Stored items
┌────────
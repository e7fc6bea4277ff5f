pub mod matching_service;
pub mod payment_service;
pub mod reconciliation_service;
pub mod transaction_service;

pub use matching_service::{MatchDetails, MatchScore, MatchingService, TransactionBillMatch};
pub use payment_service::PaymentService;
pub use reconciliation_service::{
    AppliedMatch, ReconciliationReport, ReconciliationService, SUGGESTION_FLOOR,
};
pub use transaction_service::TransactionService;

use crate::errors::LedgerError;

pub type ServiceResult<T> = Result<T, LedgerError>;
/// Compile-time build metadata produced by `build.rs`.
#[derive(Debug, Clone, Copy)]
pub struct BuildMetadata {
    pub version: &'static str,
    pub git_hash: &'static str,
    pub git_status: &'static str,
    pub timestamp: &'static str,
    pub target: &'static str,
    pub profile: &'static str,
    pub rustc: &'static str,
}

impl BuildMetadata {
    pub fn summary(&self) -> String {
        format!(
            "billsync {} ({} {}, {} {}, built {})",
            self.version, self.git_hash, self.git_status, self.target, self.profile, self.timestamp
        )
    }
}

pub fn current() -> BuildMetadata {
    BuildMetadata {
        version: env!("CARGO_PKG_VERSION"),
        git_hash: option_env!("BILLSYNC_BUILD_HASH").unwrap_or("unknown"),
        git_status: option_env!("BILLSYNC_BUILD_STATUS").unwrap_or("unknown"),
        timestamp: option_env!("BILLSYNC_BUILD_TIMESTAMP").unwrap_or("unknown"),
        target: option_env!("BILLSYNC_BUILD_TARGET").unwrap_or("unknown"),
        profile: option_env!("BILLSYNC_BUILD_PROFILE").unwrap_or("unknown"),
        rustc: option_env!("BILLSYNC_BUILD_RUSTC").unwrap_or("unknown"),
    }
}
└────────
• **Problem requirements**
What lines in the entries above include the string "self"? Return each one.

• **Your response**
    pub fn summary(&self) -> String {
            self.version, self.git_hash, self.git_status, self.target, self.profile, self.timestamp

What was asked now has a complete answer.